Stored dataset items
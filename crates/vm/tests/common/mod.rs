//! Shared helpers for the integration suites.

use pyro_vm::{CaptureBuffer, ErrorCode, Halt, Vm, VmResult};

/// Runs a source snippet in a fresh VM, capturing its output.
pub fn run_code(src: &str) -> (VmResult<()>, String) {
    let capture = CaptureBuffer::new();
    let errors = CaptureBuffer::new();
    let mut vm = Vm::new();
    vm.set_output(capture.stream());
    vm.set_error_output(errors.stream());
    let result = vm.exec_code_as_main(src.as_bytes(), "test");
    (result, capture.contents())
}

/// Runs a snippet and returns its output, panicking on any halt.
pub fn eval(src: &str) -> String {
    let (result, output) = run_code(src);
    match result {
        Ok(()) => output,
        Err(halt) => panic!("unexpected halt {halt:?} (output so far: {output:?})"),
    }
}

/// Runs a snippet and returns the panic's error code.
pub fn eval_panic_code(src: &str) -> ErrorCode {
    let (result, output) = run_code(src);
    match result {
        Err(Halt::Panic(panic)) => panic.code,
        other => panic!("expected a panic, got {other:?} (output: {output:?})"),
    }
}
//! Native function objects.

use crate::error::VmResult;
use crate::value::{ObjRef, Value};
use crate::vm::Vm;

/// The signature of a natively-implemented function or method.
///
/// `args[0]` is the receiver for methods, or the callee value itself for
/// global functions; `args[1..]` are the call arguments. The values are
/// copied off the VM stack before the call, so natives that allocate must
/// push any object they need to keep alive onto the VM stack around
/// re-entrant calls.
pub type NativeFnPtr = fn(&mut Vm, &[Value]) -> VmResult<Value>;

/// A function implemented in Rust.
#[derive(Debug)]
pub struct PyroNativeFn {
    /// The function pointer.
    pub fun: NativeFnPtr,

    /// The function's name, for error messages. Interned string.
    pub name: ObjRef,

    /// The number of arguments required. -1 means variadic.
    pub arity: i32,
}

impl PyroNativeFn {
    /// Creates a native function object.
    pub fn new(fun: NativeFnPtr, name: ObjRef, arity: i32) -> Self {
        Self { fun, name, arity }
    }

    /// Returns true if the function accepts `count` arguments.
    pub fn accepts(&self, count: usize) -> bool {
        self.arity == -1 || self.arity as usize == count
    }
}
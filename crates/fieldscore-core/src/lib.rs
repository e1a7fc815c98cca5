//! # fieldscore-core
//!
//! Structural accuracy scoring for JSON produced by LLM extraction calls.
//!
//! Given an *expected* tree (the ground-truth fixture) and a *generated* tree (what a
//! model returned), [`score`] walks both in lockstep, gives every expected leaf a
//! verdict, and reports how many matched together with an ordered trace of every
//! comparison. Matching is structural and value-exact, except that strings compare
//! case-insensitively.
//!
//! ## Quick start
//!
//! ```rust
//! use fieldscore_core::{score, Value};
//!
//! let expected = Value::from_json_str(r#"{"items":[1,2,3]}"#).unwrap();
//! let generated = Value::from_json_str(r#"{"items":[1,2]}"#).unwrap();
//!
//! let report = score(&expected, &generated);
//! assert_eq!((report.matched_leaves, report.total_leaves), (2, 3));
//! assert_eq!(report.container_events().count(), 1);
//! ```
//!
//! ## Modules
//!
//! - [`value`] — `Value` tree and its insertion-ordered `Map`
//! - [`path`] — `FieldPath` labels for trace entries
//! - [`compare`] — leaf counting, leaf equality, the recursive comparator
//! - [`report`] — `AccuracyReport` and trace events
//! - [`error`] — Error types for parsing inputs

pub mod compare;
pub mod error;
pub mod path;
pub mod report;
pub mod value;

pub use compare::{compare, count_leaves, leaves_equal, score, score_with, ScoreOptions};
pub use error::ScoreError;
pub use path::{FieldPath, PathSegment};
pub use report::{AccuracyReport, ContainerMismatch, ContainerMismatchKind, LeafVerdict, TraceEvent};
pub use value::{Map, Value};
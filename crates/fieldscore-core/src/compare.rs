//! Structural comparison of an expected tree against a generated tree.
//!
//! The expected tree drives a single recursive walk. At every node the generated
//! tree is consulted for a counterpart:
//!
//! - no counterpart: every leaf below the expected node is recorded as unmatched
//! - map vs map: shared keys recurse, missing keys recurse as absent, keys only
//!   the generated side has are noted and otherwise ignored
//! - list vs list: elements pair by index, surplus expected elements recurse as
//!   absent, surplus generated elements are ignored
//! - anything else: a single leaf-equality test
//!
//! The score denominator always comes from [`count_leaves`] on the expected tree,
//! so nothing the generated side adds can change it.

use crate::path::FieldPath;
use crate::report::{AccuracyReport, ContainerMismatch, ContainerMismatchKind, LeafVerdict, TraceEvent};
use crate::value::{numbers_equal, Map, Value};

/// Knobs for [`score_with`]. The defaults give the behaviour of [`score`].
#[derive(Debug, Clone, Copy, Default, PartialEq, Eq)]
pub struct ScoreOptions {
    /// Count an expected `null` leaf as matched when the generated tree has no
    /// node at that path at all.
    ///
    /// Off by default: an explicit `null` and a missing key are different answers.
    pub null_matches_missing: bool,
}

/// Number of leaves (null, boolean, number, string) reachable from `value`.
///
/// Empty lists and maps contribute nothing.
///
/// ```
/// use fieldscore_core::{count_leaves, Value};
///
/// let value = Value::from_json_str(r#"{"a":1,"b":[true,null],"c":{}}"#).unwrap();
/// assert_eq!(count_leaves(&value), 3);
/// ```
pub fn count_leaves(value: &Value) -> usize {
    match value {
        Value::List(items) => items.iter().map(count_leaves).sum(),
        Value::Map(map) => map.values().map(count_leaves).sum(),
        Value::Null | Value::Boolean(_) | Value::Number(_) | Value::String(_) => 1,
    }
}

/// The leaf equality rule.
///
/// Strings compare case-insensitively. Every other pair must be the same variant
/// with the same value; `5` never equals `"5"` and `null` only equals `null`.
/// Containers never satisfy this test.
pub fn leaves_equal(expected: &Value, generated: &Value) -> bool {
    match (expected, generated) {
        (Value::String(a), Value::String(b)) => a == b || a.to_lowercase() == b.to_lowercase(),
        (Value::Null, Value::Null) => true,
        (Value::Boolean(a), Value::Boolean(b)) => a == b,
        (Value::Number(a), Value::Number(b)) => numbers_equal(*a, *b),
        _ => false,
    }
}

/// Score `generated` against `expected`.
///
/// # Examples
///
/// ```
/// use fieldscore_core::{score, Value};
///
/// let expected = Value::from_json_str(r#"{"name":"Maria","age":90}"#).unwrap();
/// let generated = Value::from_json_str(r#"{"name":"MARIA"}"#).unwrap();
///
/// let report = score(&expected, &generated);
/// assert_eq!(report.matched_leaves, 1);
/// assert_eq!(report.total_leaves, 2);
/// assert_eq!(report.score, 0.5);
/// ```
pub fn score(expected: &Value, generated: &Value) -> AccuracyReport {
    score_with(expected, generated, &ScoreOptions::default())
}

/// [`score`] with explicit [`ScoreOptions`].
pub fn score_with(expected: &Value, generated: &Value, options: &ScoreOptions) -> AccuracyReport {
    let total = count_leaves(expected);
    let mut walker = Walker::new(options);
    let matched = walker.compare(&FieldPath::root(), expected, Some(generated));
    let report = AccuracyReport::new(total, matched, walker.trace);
    tracing::debug!(
        total = report.total_leaves,
        matched = report.matched_leaves,
        score = report.score,
        "scored generated tree"
    );
    report
}

/// Compare the subtree at `path`, returning the matched-leaf count and the trace
/// produced along the way.
///
/// `generated` is `None` when the generated tree has no node at `path`.
pub fn compare(path: &FieldPath, expected: &Value, generated: Option<&Value>) -> (usize, Vec<TraceEvent>) {
    let options = ScoreOptions::default();
    let mut walker = Walker::new(&options);
    let matched = walker.compare(path, expected, generated);
    (matched, walker.trace)
}

/// Recursion state: the options in force and the trace accumulated so far.
struct Walker<'a> {
    options: &'a ScoreOptions,
    trace: Vec<TraceEvent>,
}

impl<'a> Walker<'a> {
    fn new(options: &'a ScoreOptions) -> Self {
        Self {
            options,
            trace: Vec::new(),
        }
    }

    fn compare(&mut self, path: &FieldPath, expected: &Value, generated: Option<&Value>) -> usize {
        let Some(generated) = generated else {
            return self.absent(path, expected);
        };
        match (expected, generated) {
            (Value::Map(exp), Value::Map(got)) => self.compare_maps(path, exp, got),
            (Value::List(exp), Value::List(got)) => self.compare_lists(path, exp, got),
            // Leaf vs leaf, and any container/leaf or map/list shape mismatch.
            _ => self.leaf(path, expected, Some(generated)),
        }
    }

    fn compare_maps(&mut self, path: &FieldPath, expected: &Map, generated: &Map) -> usize {
        let mut matched = 0;

        for (key, exp_child) in expected.iter() {
            let child_path = path.key(key);
            match generated.get(key) {
                Some(gen_child) => matched += self.compare(&child_path, exp_child, Some(gen_child)),
                None => {
                    self.container_event(
                        path,
                        ContainerMismatchKind::KeySetMismatch,
                        format!("missing key `{key}`"),
                    );
                    matched += self.absent(&child_path, exp_child);
                }
            }
        }

        for key in generated.keys().filter(|key| !expected.contains_key(key)) {
            self.container_event(
                path,
                ContainerMismatchKind::KeySetMismatch,
                format!("unexpected key `{key}`"),
            );
        }

        matched
    }

    fn compare_lists(&mut self, path: &FieldPath, expected: &[Value], generated: &[Value]) -> usize {
        if expected.len() != generated.len() {
            self.container_event(
                path,
                ContainerMismatchKind::LengthMismatch,
                format!("expected {} items, generated {}", expected.len(), generated.len()),
            );
        }

        expected
            .iter()
            .enumerate()
            .map(|(i, exp_item)| self.compare(&path.index(i), exp_item, generated.get(i)))
            .sum()
    }

    /// Record every leaf under `expected` as having no generated counterpart.
    fn absent(&mut self, path: &FieldPath, expected: &Value) -> usize {
        match expected {
            Value::List(items) => items
                .iter()
                .enumerate()
                .map(|(i, item)| self.absent(&path.index(i), item))
                .sum(),
            Value::Map(map) => map
                .iter()
                .map(|(key, child)| self.absent(&path.key(key), child))
                .sum(),
            leaf => self.leaf(path, leaf, None),
        }
    }

    fn leaf(&mut self, path: &FieldPath, expected: &Value, generated: Option<&Value>) -> usize {
        let matched = match generated {
            Some(generated) => leaves_equal(expected, generated),
            None => self.options.null_matches_missing && *expected == Value::Null,
        };
        self.trace.push(TraceEvent::Leaf(LeafVerdict {
            path: path.clone(),
            expected: expected.clone(),
            generated: generated.cloned(),
            matched,
        }));
        usize::from(matched)
    }

    fn container_event(&mut self, path: &FieldPath, kind: ContainerMismatchKind, detail: String) {
        self.trace.push(TraceEvent::Container(ContainerMismatch {
            path: path.clone(),
            kind,
            detail,
        }));
    }
}
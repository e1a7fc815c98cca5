//! Tests for the `Value` model: JSON conversion, map semantics, rendering.
use fieldscore_core::{FieldPath, Map, PathSegment, ScoreError, Value};
use serde_json::json;

#[test]
fn parses_every_json_variant() {
    let value = Value::from_json_str(r#"{"n":null,"b":true,"x":1.5,"s":"hi","l":[1],"m":{"k":"v"}}"#).unwrap();

    assert_eq!(value.get("n"), Some(&Value::Null));
    assert_eq!(value.get("b"), Some(&Value::Boolean(true)));
    assert_eq!(value.get("x"), Some(&Value::Number(1.5)));
    assert_eq!(value.get("s"), Some(&Value::from("hi")));
    assert_eq!(value.get("l"), Some(&Value::List(vec![Value::Number(1.0)])));
    assert_eq!(value.get("m").and_then(|m| m.get("k")), Some(&Value::from("v")));
}

#[test]
fn invalid_json_is_a_parse_error() {
    let err = Value::from_json_str("{not json").unwrap_err();
    assert!(matches!(err, ScoreError::JsonParse(_)));
    assert!(err.to_string().starts_with("JSON parse error"));
}

#[test]
fn leaf_and_container_classification() {
    for leaf in [Value::Null, Value::Boolean(false), Value::Number(0.0), Value::from("")] {
        assert!(leaf.is_leaf(), "{leaf:?} should be a leaf");
    }
    assert!(Value::List(vec![]).is_container());
    assert!(Value::Map(Map::new()).is_container());
}

#[test]
fn map_equality_ignores_insertion_order() {
    let a: Map = [("x", 1i64), ("y", 2i64)].into_iter().collect();
    let b: Map = [("y", 2i64), ("x", 1i64)].into_iter().collect();
    assert_eq!(a, b);
}

#[test]
fn map_insert_replaces_existing_key() {
    let mut map = Map::new();
    assert_eq!(map.insert("age", 90i64), None);
    assert_eq!(map.insert("age", 91i64), Some(Value::Number(90.0)));
    assert_eq!(map.len(), 1);
    assert_eq!(map.get("age"), Some(&Value::Number(91.0)));
}

#[test]
fn map_keeps_insertion_order() {
    let value = Value::from_json_str(r#"{"zeta":1,"alpha":2,"mid":3}"#).unwrap();
    let Value::Map(map) = value else {
        panic!("expected a map");
    };
    assert_eq!(map.keys().collect::<Vec<_>>(), ["zeta", "alpha", "mid"]);
}

#[test]
fn integral_numbers_render_without_fraction() {
    assert_eq!(Value::Number(90.0).to_json(), json!(90));
    assert_eq!(Value::Number(-3.0).to_string(), "-3");
    assert_eq!(Value::Number(4.5).to_json(), json!(4.5));
}

#[test]
fn non_finite_numbers_render_as_null() {
    assert_eq!(Value::Number(f64::NAN).to_json(), serde_json::Value::Null);
    assert_eq!(Value::Number(f64::INFINITY).to_json(), serde_json::Value::Null);
}

#[test]
fn to_json_preserves_structure() {
    let raw = json!({"name": "Maria", "wound": {"size": 4, "hasPus": null}, "tags": ["a", true]});
    assert_eq!(Value::from(&raw).to_json(), raw);
}

#[test]
fn serde_roundtrip_through_value() {
    let value: Value = serde_json::from_str(r#"{"a":[1,{"b":"c"}]}"#).unwrap();
    let text = serde_json::to_string(&value).unwrap();
    assert_eq!(text, r#"{"a":[1,{"b":"c"}]}"#);
}

#[test]
fn nan_numbers_are_equal_to_each_other() {
    assert_eq!(Value::from(f64::NAN), Value::Number(f64::NAN));
    assert_ne!(Value::from(f64::NAN), Value::from(1.0));

    let a: Map = [("x", f64::NAN), ("y", 2.0)].into_iter().collect();
    let b: Map = [("y", 2.0), ("x", f64::NAN)].into_iter().collect();
    assert_eq!(a, b);
}

// ============================================================================
// Field paths
// ============================================================================

#[test]
fn root_path_renders_as_dollar() {
    assert_eq!(FieldPath::root().to_string(), "$");
}

#[test]
fn keys_and_indices_render_dotted() {
    let path = FieldPath::root().key("visits").index(0).key("date");
    assert_eq!(path.to_string(), "visits[0].date");
}

#[test]
fn root_list_index_has_no_leading_dot() {
    let path = FieldPath::root().index(3).key("name");
    assert_eq!(path.to_string(), "[3].name");
}

#[test]
fn child_path_does_not_mutate_parent() {
    let parent = FieldPath::root().key("wound");
    let _child = parent.key("size");
    assert_eq!(parent.segments(), [PathSegment::Key("wound".into())]);
}
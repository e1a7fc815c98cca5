//! Chat-completion clients that turn `(schema, source text)` into raw JSON text.
//!
//! Two backends are supported:
//!
//! - **Ollama** `/api/chat` with `format: "json"` and fixed sampling options
//! - **OpenAI** `/v1/chat/completions` with a forced `fill_form` function call
//!
//! Both return the model's raw content string. Parsing that text into a
//! [`Value`](fieldscore_core::Value) is left to the caller, because a reply that is
//! not JSON is a per-pair outcome rather than a transport failure.

use std::time::Duration;

use reqwest::blocking::Client;
use serde::de::DeserializeOwned;
use serde::{Deserialize, Serialize};
use serde_json::Value as JsonValue;
use thiserror::Error;

pub const DEFAULT_OLLAMA_ENDPOINT: &str = "http://localhost:11434";
pub const DEFAULT_OPENAI_ENDPOINT: &str = "https://api.openai.com";

/// Errors raised while obtaining a model response.
#[derive(Error, Debug)]
pub enum ExtractError {
    /// Connection refused, timeout, TLS failure and the like.
    #[error("request failed: {0}")]
    Transport(#[from] reqwest::Error),

    #[error("backend returned HTTP {status}: {body}")]
    Status { status: u16, body: String },

    /// The envelope decoded but did not carry the expected content field.
    #[error("response carried no content")]
    MissingContent,

    #[error("could not decode response envelope: {0}")]
    Decode(#[from] serde_json::Error),
}

/// Decoding parameters sent with every request.
#[derive(Debug, Clone, Copy, PartialEq)]
pub struct Sampling {
    pub seed: u64,
    pub temperature: f64,
}

impl Default for Sampling {
    fn default() -> Self {
        Self {
            seed: 123,
            temperature: 0.01,
        }
    }
}

/// One extraction call: fill `schema` from `text` using `model`.
#[derive(Debug, Clone, Copy)]
pub struct ExtractionRequest<'a> {
    pub model: &'a str,
    pub schema: &'a JsonValue,
    pub text: &'a str,
}

/// A backend able to answer extraction requests.
pub trait Extractor {
    /// Return the model's raw response text for `request`.
    fn extract(&self, request: &ExtractionRequest<'_>) -> Result<String, ExtractError>;
}

fn build_client(timeout: Duration) -> Result<Client, ExtractError> {
    Ok(Client::builder().timeout(timeout).build()?)
}

/// Send a prepared request and decode the JSON envelope.
fn send_json<R: DeserializeOwned>(request: reqwest::blocking::RequestBuilder) -> Result<R, ExtractError> {
    let response = request.send()?;
    let status = response.status();
    if !status.is_success() {
        let body = response.text().unwrap_or_default();
        return Err(ExtractError::Status {
            status: status.as_u16(),
            body,
        });
    }
    let body = response.text()?;
    Ok(serde_json::from_str(&body)?)
}

fn extraction_instruction(schema: &JsonValue) -> String {
    format!(
        "You are an AI assistant with the main goal of extracting relevant information from a text \
         in order to fill a schema {schema}. For the fields that are not explicitly mentioned in the \
         text, fill them with null. Do not logically infer boolean fields: if the text does not \
         mention the field, fill it with null. For example, for a field 'hasfever', if the text does \
         not clearly mention a fever, return 'hasfever': null. Ensure the output JSON is valid and \
         complete. Return only the filled JSON, without any additional content."
    )
}

#[derive(Debug, Serialize)]
struct ChatMessage {
    role: &'static str,
    content: String,
}

// ─────────────────────────────────────────────────────────────────────────────
// Ollama
// ─────────────────────────────────────────────────────────────────────────────

#[derive(Debug, Serialize)]
struct OllamaChatRequest<'a> {
    model: &'a str,
    messages: Vec<ChatMessage>,
    format: &'static str,
    stream: bool,
    options: OllamaOptions,
}

#[derive(Debug, Serialize)]
struct OllamaOptions {
    seed: u64,
    temperature: f64,
}

#[derive(Debug, Deserialize)]
struct OllamaChatResponse {
    message: Option<OllamaMessage>,
}

#[derive(Debug, Deserialize)]
struct OllamaMessage {
    content: Option<String>,
}

/// Client for a local Ollama server.
pub struct OllamaExtractor {
    client: Client,
    endpoint: String,
    sampling: Sampling,
}

impl OllamaExtractor {
    pub fn new(endpoint: impl Into<String>, sampling: Sampling, timeout: Duration) -> Result<Self, ExtractError> {
        Ok(Self {
            client: build_client(timeout)?,
            endpoint: endpoint.into().trim_end_matches('/').to_string(),
            sampling,
        })
    }

    fn body<'a>(&self, request: &ExtractionRequest<'a>) -> OllamaChatRequest<'a> {
        OllamaChatRequest {
            model: request.model,
            messages: vec![
                ChatMessage {
                    role: "assistant",
                    content: extraction_instruction(request.schema),
                },
                ChatMessage {
                    role: "user",
                    content: request.text.to_string(),
                },
            ],
            format: "json",
            stream: false,
            options: OllamaOptions {
                seed: self.sampling.seed,
                temperature: self.sampling.temperature,
            },
        }
    }
}

impl Extractor for OllamaExtractor {
    fn extract(&self, request: &ExtractionRequest<'_>) -> Result<String, ExtractError> {
        let url = format!("{}/api/chat", self.endpoint);
        let response: OllamaChatResponse = send_json(self.client.post(url).json(&self.body(request)))?;
        response
            .message
            .and_then(|message| message.content)
            .ok_or(ExtractError::MissingContent)
    }
}

// ─────────────────────────────────────────────────────────────────────────────
// OpenAI function calling
// ─────────────────────────────────────────────────────────────────────────────

#[derive(Debug, Serialize)]
struct OpenAiChatRequest<'a> {
    model: &'a str,
    messages: Vec<ChatMessage>,
    functions: Vec<FunctionDefinition>,
    function_call: FunctionName,
    seed: u64,
    temperature: f64,
}

#[derive(Debug, Serialize)]
struct FunctionDefinition {
    name: &'static str,
    description: &'static str,
    parameters: JsonValue,
}

#[derive(Debug, Serialize)]
struct FunctionName {
    name: &'static str,
}

#[derive(Debug, Deserialize)]
struct OpenAiChatResponse {
    #[serde(default)]
    choices: Vec<OpenAiChoice>,
}

#[derive(Debug, Deserialize)]
struct OpenAiChoice {
    message: OpenAiMessage,
}

#[derive(Debug, Deserialize)]
struct OpenAiMessage {
    function_call: Option<FunctionCall>,
}

#[derive(Debug, Deserialize)]
struct FunctionCall {
    arguments: String,
}

const FILL_FORM: &str = "fill_form";

/// Client for the OpenAI chat completions API, forcing a `fill_form` call whose
/// parameters are the form schema.
pub struct OpenAiExtractor {
    client: Client,
    endpoint: String,
    api_key: String,
    sampling: Sampling,
}

impl OpenAiExtractor {
    pub fn new(
        endpoint: impl Into<String>,
        api_key: impl Into<String>,
        sampling: Sampling,
        timeout: Duration,
    ) -> Result<Self, ExtractError> {
        Ok(Self {
            client: build_client(timeout)?,
            endpoint: endpoint.into().trim_end_matches('/').to_string(),
            api_key: api_key.into(),
            sampling,
        })
    }

    fn body<'a>(&self, request: &ExtractionRequest<'a>) -> OpenAiChatRequest<'a> {
        OpenAiChatRequest {
            model: request.model,
            messages: vec![
                ChatMessage {
                    role: "system",
                    content: "You are an assistant that fills out forms with information from the provided text."
                        .to_string(),
                },
                ChatMessage {
                    role: "user",
                    content: format!("Fill out the form based on the following text: '{}'", request.text),
                },
            ],
            functions: vec![FunctionDefinition {
                name: FILL_FORM,
                description: "Fills out the form fields with information extracted from the text.",
                parameters: serde_json::json!({"type": "object", "properties": request.schema}),
            }],
            function_call: FunctionName { name: FILL_FORM },
            seed: self.sampling.seed,
            temperature: self.sampling.temperature,
        }
    }
}

impl Extractor for OpenAiExtractor {
    fn extract(&self, request: &ExtractionRequest<'_>) -> Result<String, ExtractError> {
        let url = format!("{}/v1/chat/completions", self.endpoint);
        let response: OpenAiChatResponse = send_json(
            self.client
                .post(url)
                .bearer_auth(&self.api_key)
                .json(&self.body(request)),
        )?;
        response
            .choices
            .into_iter()
            .next()
            .and_then(|choice| choice.message.function_call)
            .map(|call| call.arguments)
            .ok_or(ExtractError::MissingContent)
    }
}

§ **Exercise**
All lines above between those holding "Value::Null | Value::Boolean(_)" and "(Value::String(a), Value::String(b)) =>", inclusive, must be set down unchanged, and no other line may be included.

§ **The completed task**
        Value::Null | Value::Boolean(_) | Value::Number(_) | Value::String(_) => 1,
    }
}

/// The leaf equality rule.
///
/// Strings compare case-insensitively. Every other pair must be the same variant
/// with the same value; `5` never equals `"5"` and `null` only equals `null`.
/// Containers never satisfy this test.
pub fn leaves_equal(expected: &Value, generated: &Value) -> bool {
    match (expected, generated) {
        (Value::String(a), Value::String(b)) => a == b || a.to_lowercase() == b.to_lowercase(),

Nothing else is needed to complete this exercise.